(Beginning of STORED DATA)

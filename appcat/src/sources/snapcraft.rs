//! Snapcraft store client
//!
//! Queries the snap store find API and returns the category names of the
//! snap whose name matches the requested application.

use async_trait::async_trait;
use serde::Deserialize;
use thiserror::Error;

use super::{absorb_error, CategorySource};

const SNAPCRAFT_FIND_URL: &str = "https://api.snapcraft.io/v2/snaps/find";

/// Required by the v2 snap store API
const SNAP_DEVICE_SERIES: &str = "16";

/// Snapcraft client errors
#[derive(Debug, Error)]
pub enum SnapcraftError {
    #[error("Network error: {0}")]
    Network(String),

    #[error("API error {0}: {1}")]
    Api(u16, String),

    #[error("Parse error: {0}")]
    Parse(String),
}

/// Snap store find response
#[derive(Debug, Deserialize)]
struct FindResponse {
    #[serde(default)]
    results: Vec<FindResult>,
}

#[derive(Debug, Deserialize)]
struct FindResult {
    name: String,
    snap: SnapDetails,
}

#[derive(Debug, Deserialize)]
struct SnapDetails {
    #[serde(default)]
    categories: Vec<SnapCategory>,
}

#[derive(Debug, Deserialize)]
struct SnapCategory {
    name: String,
}

/// Snapcraft store API client
pub struct SnapcraftClient {
    http: reqwest::Client,
}

impl SnapcraftClient {
    pub fn new(http: reqwest::Client) -> Self {
        Self { http }
    }

    /// Fetch category tags for an application by exact (case-insensitive)
    /// snap name match
    pub async fn fetch_categories(
        &self,
        app_name: &str,
    ) -> Result<Option<Vec<String>>, SnapcraftError> {
        let response = self
            .http
            .get(SNAPCRAFT_FIND_URL)
            .header("Snap-Device-Series", SNAP_DEVICE_SERIES)
            .query(&[("q", app_name), ("fields", "categories")])
            .send()
            .await
            .map_err(|e| SnapcraftError::Network(e.to_string()))?;

        let status = response.status();
        if !status.is_success() {
            let body = response.text().await.unwrap_or_default();
            return Err(SnapcraftError::Api(status.as_u16(), body));
        }

        let found: FindResponse = response
            .json()
            .await
            .map_err(|e| SnapcraftError::Parse(e.to_string()))?;

        let categories = found
            .results
            .into_iter()
            .find(|r| r.name.eq_ignore_ascii_case(app_name))
            .map(|r| r.snap.categories.into_iter().map(|c| c.name).collect());

        Ok(categories)
    }
}

#[async_trait]
impl CategorySource for SnapcraftClient {
    fn name(&self) -> &'static str {
        "Snapcraft"
    }

    async fn get_categories(&self, app_name: &str) -> Option<Vec<String>> {
        absorb_error(self.name(), self.fetch_categories(app_name).await)
    }
}
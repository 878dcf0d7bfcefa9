//! Flathub client
//!
//! Two-step lookup against the Flathub compat API: search by name, then
//! fetch the matching app's detail record for its category list.

use async_trait::async_trait;
use serde::Deserialize;
use thiserror::Error;

use super::{absorb_error, CategorySource};

const FLATHUB_API_BASE: &str = "https://flathub.org/api/v2/compat/apps";

/// Flathub client errors
#[derive(Debug, Error)]
pub enum FlathubError {
    #[error("Network error: {0}")]
    Network(String),

    #[error("API error {0}: {1}")]
    Api(u16, String),

    #[error("Parse error: {0}")]
    Parse(String),

    #[error("Invalid URL: {0}")]
    InvalidUrl(String),
}

/// One entry of the compat search response
#[derive(Debug, Deserialize)]
struct SearchEntry {
    name: String,
    #[serde(rename = "flatpakAppId")]
    flatpak_app_id: String,
}

/// App detail record (categories only)
#[derive(Debug, Deserialize)]
struct AppDetail {
    #[serde(default)]
    categories: Vec<AppCategory>,
}

#[derive(Debug, Deserialize)]
struct AppCategory {
    name: String,
}

/// Flathub compat API client
pub struct FlathubClient {
    http: reqwest::Client,
}

impl FlathubClient {
    pub fn new(http: reqwest::Client) -> Self {
        Self { http }
    }

    fn endpoint(&self, segments: &[&str]) -> Result<reqwest::Url, FlathubError> {
        let mut url = reqwest::Url::parse(FLATHUB_API_BASE)
            .map_err(|e| FlathubError::InvalidUrl(e.to_string()))?;
        url.path_segments_mut()
            .map_err(|_| FlathubError::InvalidUrl(FLATHUB_API_BASE.to_string()))?
            .extend(segments);
        Ok(url)
    }

    async fn get_json<T: serde::de::DeserializeOwned>(
        &self,
        url: reqwest::Url,
    ) -> Result<T, FlathubError> {
        let response = self
            .http
            .get(url)
            .header("accept", "application/json")
            .send()
            .await
            .map_err(|e| FlathubError::Network(e.to_string()))?;

        let status = response.status();
        if !status.is_success() {
            let body = response.text().await.unwrap_or_default();
            return Err(FlathubError::Api(status.as_u16(), body));
        }

        response
            .json()
            .await
            .map_err(|e| FlathubError::Parse(e.to_string()))
    }

    /// Fetch category tags for an application by exact (case-insensitive)
    /// name match among the search results
    pub async fn fetch_categories(
        &self,
        app_name: &str,
    ) -> Result<Option<Vec<String>>, FlathubError> {
        let search_url = self.endpoint(&["search", app_name])?;
        let entries: Vec<SearchEntry> = self.get_json(search_url).await?;

        let Some(entry) = entries
            .into_iter()
            .find(|e| e.name.eq_ignore_ascii_case(app_name))
        else {
            return Ok(None);
        };

        let detail_url = self.endpoint(&[&entry.flatpak_app_id])?;
        let detail: AppDetail = self.get_json(detail_url).await?;

        Ok(Some(
            detail.categories.into_iter().map(|c| c.name).collect(),
        ))
    }
}

#[async_trait]
impl CategorySource for FlathubClient {
    fn name(&self) -> &'static str {
        "Flathub"
    }

    async fn get_categories(&self, app_name: &str) -> Option<Vec<String>> {
        absorb_error(self.name(), self.fetch_categories(app_name).await)
    }
}
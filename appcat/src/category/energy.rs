//! Energy tier assignment
//!
//! Coarse power-consumption classification derived solely from the canonical
//! category. The mapping is a total `match` over `Category`, so a newly added
//! category cannot silently fall through to the default tier.

use crate::category::Category;

/// Energy-consumption tier
#[derive(Debug, Clone, Copy, PartialEq, Eq)]
pub enum EnergyTier {
    High,
    Medium,
    Low,
    /// Fallback tier for `Others` and unrecognized labels
    LowMedium,
}

impl EnergyTier {
    /// Human-readable label as emitted in reports and CSV output
    pub fn as_str(&self) -> &'static str {
        match self {
            EnergyTier::High => "High Energy Consumption",
            EnergyTier::Medium => "Medium Energy Consumption",
            EnergyTier::Low => "Low Energy Consumption",
            EnergyTier::LowMedium => "Low/Medium Energy Consumption",
        }
    }

    /// Tier for a canonical category (total over the category set)
    pub fn for_category(category: Category) -> EnergyTier {
        match category {
            // Rendering-heavy, media-heavy, or constantly updating
            Category::Game
            | Category::GraphicsAndDesign
            | Category::PhotoAndVideo
            | Category::Entertainment
            | Category::Navigation
            | Category::SocialNetworking => EnergyTier::High,

            Category::DeveloperTool
            | Category::Productivity
            | Category::HealthAndFitness
            | Category::Shopping
            | Category::Sports
            | Category::Travel
            | Category::Utilities
            | Category::WebBrowser
            | Category::News
            | Category::Finance
            | Category::FoodAndDrink => EnergyTier::Medium,

            Category::Books
            | Category::Business
            | Category::Education
            | Category::Kids
            | Category::Lifestyle
            | Category::Music
            | Category::MagazinesAndNewspapers
            | Category::Medical
            | Category::Weather => EnergyTier::Low,

            Category::Others => EnergyTier::LowMedium,
        }
    }
}

impl std::fmt::Display for EnergyTier {
    fn fmt(&self, f: &mut std::fmt::Formatter<'_>) -> std::fmt::Result {
        f.write_str(self.as_str())
    }
}

/// Assign an energy tier from a category label.
///
/// Labels outside the canonical set (including "Others") yield the
/// Low/Medium fallback tier, keeping this a total function over strings.
pub fn assign_energy_tag(label: &str) -> EnergyTier {
    match Category::from_label(label) {
        Some(category) => EnergyTier::for_category(category),
        None => EnergyTier::LowMedium,
    }
}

(End of STORED DATA)

▶ [WHAT THIS TASK INVOLVES]: A line belongs in the answer if it contains the word "SnapcraftError"; copy every such line from the data above.

▶ [RESULT]:
pub enum SnapcraftError {
    ) -> Result<Option<Vec<String>>, SnapcraftError> {
            .map_err(|e| SnapcraftError::Network(e.to_string()))?;
            return Err(SnapcraftError::Api(status.as_u16(), body));
            .map_err(|e| SnapcraftError::Parse(e.to_string()))?;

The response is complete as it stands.